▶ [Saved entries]
◆ ◆ ◆ ◆ ◆
//! Interned strings
//!
//! Strings are immutable byte arrays with a precomputed, seeded hash.
//! Short strings (at most [`SHORT_LIMIT`] bytes) are canonicalized through
//! the runtime's intern table, so id equality implies value equality and a
//! table lookup never compares their bytes. Long strings are created fresh
//! and hash lazily the first time they are used as a table key.

use std::cell::Cell;

use rustc_hash::FxHashMap;
use smallvec::SmallVec;
use tern_gc::{Arena, GcHeader, GcObject, kinds};

use crate::error::VmResult;
use crate::gc::GcState;
use crate::heap::StrId;
use crate::memory::MemoryManager;
use crate::value::Value;

/// Strings up to this many bytes are interned.
pub const SHORT_LIMIT: usize = 40;

/// Initial capacity of the intern index.
pub const MIN_INTERN_CAPACITY: usize = 32;

/// Seeded string hash.
///
/// Long inputs are sampled rather than walked byte-by-byte: the step grows
/// with the length so hashing stays O(32) regardless of size.
pub fn str_hash(bytes: &[u8], seed: u32) -> u32 {
    let len = bytes.len();
    let mut h = seed ^ len as u32;
    let step = (len >> 5) + 1;
    let mut l1 = len;
    while l1 >= step {
        h ^= (h << 5)
            .wrapping_add(h >> 2)
            .wrapping_add(bytes[l1 - 1] as u32);
        l1 -= step;
    }
    h
}

/// An immutable runtime string.
#[repr(C)]
pub struct LStr {
    header: GcHeader,
    /// For short strings: the hash, valid from construction. For long
    /// strings: the seed until the first use as a key, then the hash.
    hash: Cell<u32>,
    /// "hash is valid"; always true for short strings.
    has_hash: Cell<bool>,
    bytes: Box<[u8]>,
}

impl LStr {
    fn short(bytes: Box<[u8]>, hash: u32, white: u8) -> Self {
        Self {
            header: GcHeader::new(kinds::SHORT_STRING, white),
            hash: Cell::new(hash),
            has_hash: Cell::new(true),
            bytes,
        }
    }

    fn long(bytes: Box<[u8]>, seed: u32, white: u8) -> Self {
        Self {
            header: GcHeader::new(kinds::LONG_STRING, white),
            hash: Cell::new(seed),
            has_hash: Cell::new(false),
            bytes,
        }
    }

    /// Raw bytes.
    #[inline]
    pub fn as_bytes(&self) -> &[u8] {
        &self.bytes
    }

    /// The bytes as UTF-8, if they are.
    pub fn as_str(&self) -> Option<&str> {
        std::str::from_utf8(&self.bytes).ok()
    }

    /// Length in bytes.
    #[inline]
    pub fn len(&self) -> usize {
        self.bytes.len()
    }

    /// True for the empty string.
    #[inline]
    pub fn is_empty(&self) -> bool {
        self.bytes.is_empty()
    }

    /// True if this is an interned short string.
    #[inline]
    pub fn is_short(&self) -> bool {
        self.header.tag() == kinds::SHORT_STRING
    }

    /// The string's hash, computing and caching it on first use for long
    /// strings.
    pub fn hash(&self) -> u32 {
        if !self.has_hash.get() {
            self.hash.set(str_hash(&self.bytes, self.hash.get()));
            self.has_hash.set(true);
        }
        self.hash.get()
    }

    /// Bytes this object accounts for in the memory manager.
    pub(crate) fn footprint(&self) -> usize {
        std::mem::size_of::<Self>() + self.bytes.len()
    }
}

impl GcObject for LStr {
    fn header(&self) -> &GcHeader {
        &self.header
    }
}

impl std::fmt::Debug for LStr {
    fn fmt(&self, f: &mut std::fmt::Formatter<'_>) -> std::fmt::Result {
        match self.as_str() {
            Some(s) => write!(f, "LStr({s:?})"),
            None => write!(f, "LStr({} bytes)", self.bytes.len()),
        }
    }
}

/// Canonicalization index for short strings: seeded hash to collision
/// bucket. The arena owns the strings; the table only indexes them.
pub struct StringTable {
    buckets: FxHashMap<u32, SmallVec<[StrId; 2]>>,
    nuse: usize,
}

impl StringTable {
    /// Empty table.
    pub fn new() -> Self {
        Self {
            buckets: FxHashMap::default(),
            nuse: 0,
        }
    }

    /// Pre-size the index for at least `n` strings.
    pub fn resize(&mut self, n: usize) {
        self.buckets.reserve(n);
    }

    /// Number of interned strings.
    #[inline]
    pub fn len(&self) -> usize {
        self.nuse
    }

    /// True if nothing is interned.
    #[inline]
    pub fn is_empty(&self) -> bool {
        self.nuse == 0
    }

    /// Intern a short byte string, returning the canonical id.
    pub(crate) fn intern(
        &mut self,
        strings: &mut Arena<StrId, LStr>,
        mem: &mut MemoryManager,
        gc: &mut GcState,
        seed: u32,
        bytes: &[u8],
    ) -> VmResult<StrId> {
        debug_assert!(bytes.len() <= SHORT_LIMIT);
        let hash = str_hash(bytes, seed);
        if let Some(bucket) = self.buckets.get(&hash)
            && let Some(&id) = bucket
                .iter()
                .find(|&&id| strings[id].as_bytes() == bytes)
        {
            return Ok(id);
        }
        let white = gc.white();
        let s = LStr::short(bytes.into(), hash, white);
        mem.realloc(gc, 0, s.footprint())?;
        let id = strings.alloc(s);
        self.buckets.entry(hash).or_default().push(id);
        self.nuse += 1;
        Ok(id)
    }

    /// Drop the index; used at teardown after the arena is drained.
    pub(crate) fn clear(&mut self) {
        self.buckets.clear();
        self.nuse = 0;
    }
}

impl Default for StringTable {
    fn default() -> Self {
        Self::new()
    }
}

/// Create a long string without interning.
pub(crate) fn new_long(
    strings: &mut Arena<StrId, LStr>,
    mem: &mut MemoryManager,
    gc: &mut GcState,
    seed: u32,
    bytes: &[u8],
) -> VmResult<StrId> {
    let white = gc.white();
    let s = LStr::long(bytes.into(), seed, white);
    mem.realloc(gc, 0, s.footprint())?;
    Ok(strings.alloc(s))
}

/// Create a string value, interning it when short.
pub(crate) fn new_string(
    table: &mut StringTable,
    strings: &mut Arena<StrId, LStr>,
    mem: &mut MemoryManager,
    gc: &mut GcState,
    seed: u32,
    bytes: &[u8],
) -> VmResult<Value> {
    if bytes.len() <= SHORT_LIMIT {
        let id = table.intern(strings, mem, gc, seed, bytes)?;
        Ok(Value::ShortStr(id))
    } else {
        let id = new_long(strings, mem, gc, seed, bytes)?;
        Ok(Value::LongStr(id))
    }
}

/// Mark a string as never collectable (pre-built infrastructure strings).
pub(crate) fn fix(strings: &Arena<StrId, LStr>, id: StrId) {
    strings[id].header().fix();
}

#[cfg(test)]
mod tests {
    use super::*;

    fn fixture() -> (StringTable, Arena<StrId, LStr>, MemoryManager, GcState) {
        (
            StringTable::new(),
            Arena::new(),
            MemoryManager::unlimited(),
            GcState::new(),
        )
    }

    #[test]
    fn hash_is_seeded_and_deterministic() {
        let h1 = str_hash(b"hello", 1);
        let h2 = str_hash(b"hello", 1);
        let h3 = str_hash(b"hello", 2);
        assert_eq!(h1, h2);
        assert_ne!(h1, h3);
    }

    #[test]
    fn interning_canonicalizes() {
        let (mut t, mut strings, mut mem, mut gc) = fixture();
        let a = t.intern(&mut strings, &mut mem, &mut gc, 7, b"key").unwrap();
        let b = t.intern(&mut strings, &mut mem, &mut gc, 7, b"key").unwrap();
        let c = t.intern(&mut strings, &mut mem, &mut gc, 7, b"other").unwrap();
        assert_eq!(a, b);
        assert_ne!(a, c);
        assert_eq!(t.len(), 2);
    }

    #[test]
    fn long_strings_hash_lazily() {
        let (_, mut strings, mut mem, mut gc) = fixture();
        let bytes = vec![b'x'; SHORT_LIMIT + 10];
        let id = new_long(&mut strings, &mut mem, &mut gc, 99, &bytes).unwrap();
        let s = &strings[id];
        assert!(!s.is_short());
        assert!(!s.has_hash.get());
        let h = s.hash();
        assert!(s.has_hash.get());
        assert_eq!(h, str_hash(&bytes, 99));
        assert_eq!(s.hash(), h); // cached
    }

    #[test]
    fn fix_pins_string() {
        let (mut t, mut strings, mut mem, mut gc) = fixture();
        let id = t
            .intern(&mut strings, &mut mem, &mut gc, 0, b"not enough memory")
            .unwrap();
        fix(&strings, id);
        assert!(strings[id].header().is_fixed());
    }

    #[test]
    fn interning_accounts_bytes() {
        let (mut t, mut strings, mut mem, mut gc) = fixture();
        let before = mem.total_bytes();
        t.intern(&mut strings, &mut mem, &mut gc, 0, b"abc").unwrap();
        let after = mem.total_bytes();
        assert_eq!(after - before, std::mem::size_of::<LStr>() + 3);
        // interning the same string again allocates nothing
        t.intern(&mut strings, &mut mem, &mut gc, 0, b"abc").unwrap();
        assert_eq!(mem.total_bytes(), after);
    }
}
◆ ◆ ◆ ◆ ◆
▶ [ABOUT THIS EXERCISE]
Please give again the lines above between the line holding "immutable runtime string." and the line holding "pub fn is_short(&self)", inclusive, exactly as they are and with nothing added.

▶ [OUTPUT OF THE TASK]
/// An immutable runtime string.
#[repr(C)]
pub struct LStr {
    header: GcHeader,
    /// For short strings: the hash, valid from construction. For long
    /// strings: the seed until the first use as a key, then the hash.
    hash: Cell<u32>,
    /// "hash is valid"; always true for short strings.
    has_hash: Cell<bool>,
    bytes: Box<[u8]>,
}

impl LStr {
    fn short(bytes: Box<[u8]>, hash: u32, white: u8) -> Self {
        Self {
            header: GcHeader::new(kinds::SHORT_STRING, white),
            hash: Cell::new(hash),
            has_hash: Cell::new(true),
            bytes,
        }
    }

    fn long(bytes: Box<[u8]>, seed: u32, white: u8) -> Self {
        Self {
            header: GcHeader::new(kinds::LONG_STRING, white),
            hash: Cell::new(seed),
            has_hash: Cell::new(false),
            bytes,
        }
    }

    /// Raw bytes.
    #[inline]
    pub fn as_bytes(&self) -> &[u8] {
        &self.bytes
    }

    /// The bytes as UTF-8, if they are.
    pub fn as_str(&self) -> Option<&str> {
        std::str::from_utf8(&self.bytes).ok()
    }

    /// Length in bytes.
    #[inline]
    pub fn len(&self) -> usize {
        self.bytes.len()
    }

    /// True for the empty string.
    #[inline]
    pub fn is_empty(&self) -> bool {
        self.bytes.is_empty()
    }

    /// True if this is an interned short string.
    #[inline]
    pub fn is_short(&self) -> bool {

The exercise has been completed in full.